Activity » For each line in the data that includes "types", make a copy.

───── Provided data

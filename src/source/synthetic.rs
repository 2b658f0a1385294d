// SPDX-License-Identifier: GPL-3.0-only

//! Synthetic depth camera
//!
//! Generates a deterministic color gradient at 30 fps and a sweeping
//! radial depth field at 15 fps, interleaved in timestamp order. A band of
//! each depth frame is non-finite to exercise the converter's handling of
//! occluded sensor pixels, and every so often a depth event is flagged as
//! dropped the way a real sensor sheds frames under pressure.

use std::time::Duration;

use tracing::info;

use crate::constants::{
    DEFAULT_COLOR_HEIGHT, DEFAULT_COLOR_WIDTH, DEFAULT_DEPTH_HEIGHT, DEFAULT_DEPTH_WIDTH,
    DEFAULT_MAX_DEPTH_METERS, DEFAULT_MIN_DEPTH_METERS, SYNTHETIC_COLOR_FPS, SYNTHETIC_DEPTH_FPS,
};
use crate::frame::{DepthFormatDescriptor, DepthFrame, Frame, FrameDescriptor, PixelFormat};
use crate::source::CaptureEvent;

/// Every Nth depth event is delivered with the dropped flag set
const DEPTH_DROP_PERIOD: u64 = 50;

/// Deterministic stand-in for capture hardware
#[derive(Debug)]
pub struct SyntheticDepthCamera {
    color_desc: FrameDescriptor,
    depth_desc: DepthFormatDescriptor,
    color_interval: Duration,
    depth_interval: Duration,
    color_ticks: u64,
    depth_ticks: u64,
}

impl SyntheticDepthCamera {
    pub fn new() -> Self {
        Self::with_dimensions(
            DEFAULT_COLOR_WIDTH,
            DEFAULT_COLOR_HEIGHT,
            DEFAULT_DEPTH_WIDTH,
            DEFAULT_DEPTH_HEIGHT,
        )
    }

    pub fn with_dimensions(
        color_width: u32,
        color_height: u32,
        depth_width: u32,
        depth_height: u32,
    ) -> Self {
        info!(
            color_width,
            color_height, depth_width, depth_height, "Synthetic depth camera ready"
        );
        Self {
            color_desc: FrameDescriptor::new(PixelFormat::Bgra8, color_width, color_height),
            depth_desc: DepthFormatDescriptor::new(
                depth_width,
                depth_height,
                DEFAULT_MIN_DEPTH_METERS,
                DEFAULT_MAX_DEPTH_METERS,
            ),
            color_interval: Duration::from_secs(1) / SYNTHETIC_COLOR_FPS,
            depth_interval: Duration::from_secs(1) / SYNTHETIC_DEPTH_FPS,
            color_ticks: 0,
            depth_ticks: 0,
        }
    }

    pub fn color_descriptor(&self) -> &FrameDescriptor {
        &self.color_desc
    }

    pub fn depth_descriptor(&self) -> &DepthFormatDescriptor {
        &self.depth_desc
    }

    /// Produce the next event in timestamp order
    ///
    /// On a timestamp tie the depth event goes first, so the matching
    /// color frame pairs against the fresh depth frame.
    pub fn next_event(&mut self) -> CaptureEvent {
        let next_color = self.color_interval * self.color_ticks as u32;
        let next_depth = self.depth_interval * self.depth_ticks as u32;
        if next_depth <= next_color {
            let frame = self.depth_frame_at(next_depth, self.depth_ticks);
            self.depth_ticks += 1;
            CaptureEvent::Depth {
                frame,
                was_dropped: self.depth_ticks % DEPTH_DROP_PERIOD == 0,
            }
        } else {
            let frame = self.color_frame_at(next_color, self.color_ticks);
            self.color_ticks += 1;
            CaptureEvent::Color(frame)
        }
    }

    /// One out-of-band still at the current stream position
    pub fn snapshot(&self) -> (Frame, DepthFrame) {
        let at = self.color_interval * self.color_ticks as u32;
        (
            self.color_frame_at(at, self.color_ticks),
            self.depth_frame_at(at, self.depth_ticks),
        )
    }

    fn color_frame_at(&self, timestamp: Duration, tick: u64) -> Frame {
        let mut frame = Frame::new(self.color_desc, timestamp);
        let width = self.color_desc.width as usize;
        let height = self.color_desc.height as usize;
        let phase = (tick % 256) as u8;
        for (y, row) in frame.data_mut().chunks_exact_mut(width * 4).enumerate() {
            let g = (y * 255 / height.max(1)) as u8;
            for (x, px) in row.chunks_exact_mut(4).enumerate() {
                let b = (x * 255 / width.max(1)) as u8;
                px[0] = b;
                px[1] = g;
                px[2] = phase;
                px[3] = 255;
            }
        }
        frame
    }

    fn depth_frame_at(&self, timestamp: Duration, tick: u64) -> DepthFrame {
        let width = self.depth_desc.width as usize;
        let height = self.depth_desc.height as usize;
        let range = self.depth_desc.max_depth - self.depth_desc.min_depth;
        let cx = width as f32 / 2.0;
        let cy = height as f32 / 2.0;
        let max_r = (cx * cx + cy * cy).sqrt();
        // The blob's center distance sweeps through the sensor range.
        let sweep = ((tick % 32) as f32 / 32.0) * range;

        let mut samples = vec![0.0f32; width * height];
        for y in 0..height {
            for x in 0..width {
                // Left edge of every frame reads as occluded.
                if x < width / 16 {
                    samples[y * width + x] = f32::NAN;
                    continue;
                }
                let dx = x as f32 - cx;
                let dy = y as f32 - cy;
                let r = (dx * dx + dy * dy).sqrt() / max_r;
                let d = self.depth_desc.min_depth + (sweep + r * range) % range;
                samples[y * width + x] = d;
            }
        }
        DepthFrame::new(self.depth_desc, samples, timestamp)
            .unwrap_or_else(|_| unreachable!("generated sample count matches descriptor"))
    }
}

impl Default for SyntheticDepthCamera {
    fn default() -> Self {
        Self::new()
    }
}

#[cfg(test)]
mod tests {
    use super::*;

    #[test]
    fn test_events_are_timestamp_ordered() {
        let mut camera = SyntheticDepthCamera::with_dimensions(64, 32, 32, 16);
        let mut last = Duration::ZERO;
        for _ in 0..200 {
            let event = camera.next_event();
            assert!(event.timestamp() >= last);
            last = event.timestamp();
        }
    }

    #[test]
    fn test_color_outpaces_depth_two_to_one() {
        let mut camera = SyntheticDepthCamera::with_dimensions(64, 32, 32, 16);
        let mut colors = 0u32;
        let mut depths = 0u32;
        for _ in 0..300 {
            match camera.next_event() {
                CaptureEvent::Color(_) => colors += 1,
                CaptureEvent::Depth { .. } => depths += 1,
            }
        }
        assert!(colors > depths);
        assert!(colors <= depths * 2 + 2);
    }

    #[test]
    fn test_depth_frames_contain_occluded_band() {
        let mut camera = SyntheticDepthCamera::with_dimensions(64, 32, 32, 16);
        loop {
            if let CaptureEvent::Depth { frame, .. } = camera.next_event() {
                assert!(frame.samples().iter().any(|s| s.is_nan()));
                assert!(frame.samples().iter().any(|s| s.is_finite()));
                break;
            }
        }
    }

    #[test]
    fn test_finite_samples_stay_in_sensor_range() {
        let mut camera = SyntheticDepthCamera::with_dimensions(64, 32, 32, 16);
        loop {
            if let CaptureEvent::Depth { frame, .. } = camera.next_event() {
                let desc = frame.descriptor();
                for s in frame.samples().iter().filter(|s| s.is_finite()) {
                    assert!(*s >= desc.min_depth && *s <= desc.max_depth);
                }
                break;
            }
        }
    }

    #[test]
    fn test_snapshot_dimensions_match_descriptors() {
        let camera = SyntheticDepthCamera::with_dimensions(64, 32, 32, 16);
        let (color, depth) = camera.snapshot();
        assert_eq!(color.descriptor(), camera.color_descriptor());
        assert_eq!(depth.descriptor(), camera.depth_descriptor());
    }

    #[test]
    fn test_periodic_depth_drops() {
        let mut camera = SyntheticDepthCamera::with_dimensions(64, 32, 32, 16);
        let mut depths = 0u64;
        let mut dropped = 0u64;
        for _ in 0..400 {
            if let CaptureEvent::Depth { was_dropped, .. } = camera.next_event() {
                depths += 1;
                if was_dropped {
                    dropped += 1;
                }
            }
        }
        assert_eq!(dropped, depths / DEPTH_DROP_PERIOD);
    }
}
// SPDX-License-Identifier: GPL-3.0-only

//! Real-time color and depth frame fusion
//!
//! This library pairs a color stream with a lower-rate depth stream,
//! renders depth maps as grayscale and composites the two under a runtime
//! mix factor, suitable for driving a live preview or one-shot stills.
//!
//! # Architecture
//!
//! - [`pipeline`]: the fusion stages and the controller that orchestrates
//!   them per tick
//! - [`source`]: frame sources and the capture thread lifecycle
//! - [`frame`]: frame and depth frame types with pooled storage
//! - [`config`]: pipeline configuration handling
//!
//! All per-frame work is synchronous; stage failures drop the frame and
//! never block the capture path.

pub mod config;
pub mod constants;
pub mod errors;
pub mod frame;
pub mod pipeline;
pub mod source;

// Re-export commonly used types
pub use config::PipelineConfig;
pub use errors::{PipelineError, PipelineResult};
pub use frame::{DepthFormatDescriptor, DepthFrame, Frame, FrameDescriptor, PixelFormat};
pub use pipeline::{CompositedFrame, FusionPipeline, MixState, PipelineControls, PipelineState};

──────────

Solution to the problem »
//! - [`frame`]: frame and depth frame types with pooled storage
// Re-export commonly used types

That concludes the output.